The circumcenter of the triangle with vertices $$(0,30)$$ , $$(4,0)$$ and $$(30,0)$$ is
A.$$(10,10)$$
B.$$(10,12)$$
C.$$(12,12)$$
D.$$(15,15)$$
E.$$(17,17)$$

Answer 1

Hint: The circumcenter is the center point of the circumcircle drawn around a polygon. The circumcircle of a polygon is the circle that passes through all of its vertices and the center of that circle is called the circumcenter. All polygons that have a circumcircle are known as cyclic polygons. Only regular polygons, triangles, rectangles, and right-kites can have the circumcircle and thus the circumcenter.

Complete step-by-step answer:
Steps to construct the circumcenter of a triangle:
Step 1: Draw the perpendicular bisectors of all the sides of the triangle using a compass.
Step 2: Extend all the perpendicular bisectors to meet at a point. Mark the intersection point as O, this is the circumcenter.
Step 3: Using a compass and keeping O as the center and any vertex of the triangle as a point
on the circumference, draw a circle, this circle is our circumcircle whose center is O.

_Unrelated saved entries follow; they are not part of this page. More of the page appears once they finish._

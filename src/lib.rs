/*!
 * NT Kernel Emulation Library
 * Syscall interception and kernel-object emulation for a guest Windows process
 *
 * A CPU emulation engine traps `syscall`; the [`Dispatcher`] routes the
 * request to a handler, which answers with an NT status from emulated
 * state (the process [`HandleTable`] and the instance-wide
 * [`RegistryStore`]).
 */

pub mod config;
pub mod core;
pub mod cpu;
pub mod emulator;
pub mod handles;
pub mod memory;
pub mod monitoring;
pub mod registry;
pub mod syscalls;

// Re-exports
pub use crate::config::{ConfigError, EmulatorConfig, TracingConfig};
pub use crate::core::{EmulatorError, Handle, Result};
pub use crate::cpu::{Cpu, CpuEngine, CpuEvent, CpuRegisters, Register, SoftCpu};
pub use crate::emulator::{Emulator, Process, RunOutcome};
pub use crate::handles::{HandleError, HandleTable, KernelObject};
pub use crate::memory::{GuestMemory, GuestPtr, MemoryError, SparseMemory};
pub use crate::monitoring::init_tracing;
pub use crate::registry::{RegistryError, RegistryKey, RegistrySeed, RegistryStore, RegistryValue, ValueType};
pub use crate::syscalls::{Dispatcher, EmulationFault, NtStatus, SyscallNumbering, SyscallTable};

Assume that the circumcenter of a triangle is P(x,y)
The vertices are given to us as follows
A $$(0,30)$$
B $$(4,0)$$
C $$(30,0)$$
we have the following equations using the distance formula :
$$AP=\sqrt{{(x-0)}^2+{\left(y-30\right)}^2}$$
$$BP=\sqrt{{(x-4)}^2+{\left(y-0\right)}^2}$$
And
$$CP=\sqrt{{(x-30)}^2+{\left(y-0\right)}^2}$$
Since the vertices of the triangle are equidistant from the circumcenter .
Therefore we get
AP=BP=CP
Now using the first and second equality we have
$$\sqrt{{(x-0)}^2+{\left(y-30\right)}^2}$$ = $$\sqrt{{(x-4)}^2+{\left(y-0\right)}^2}$$
Squaring both the sides we get
$$(x-0{)}^2+{\left(y-30\right)}^2$$ = $$(x-4{)}^2+{\left(y-0\right)}^2$$
Which simplifies to
$$x^2+y^2+900-60y=x^2+16-8x+y^2$$
On further simplification we get
$$900+60y=16+8x$$
On further simplification we get
$$221=15y-2x$$ …(1)
 Now using the second and third equality we get
$$\sqrt{{(x-4)}^2+{\left(y-0\right)}^2}=\sqrt{{(x-30)}^2+{\left(y-0\right)}^2}$$
Squaring both the sides we get
$$(x-4{)}^2+{\left(y-0\right)}^2=(x-30{)}^2+{\left(y-0\right)}^2$$
Which simplifies to
$$x^2+16-8x+y^2=x^2+900-60x+y^2$$
On further simplification we get
$$884=52x$$
Therefore we get
$$x=17$$
Now putting this value of $$x$$ in (1) we get
$$y=17$$
Therefore the point of circumcentre $$(17,17)$$
Therefore option (E) is the correct answer.
So, the correct answer is “Option E”.

Note: Properties of circumcenter are: Consider any triangle ABC with circumcenter O.
A) All the vertices of the triangle are equidistant from the circumcenter.
B) All the new triangles formed by joining O to the vertices are Isosceles triangles.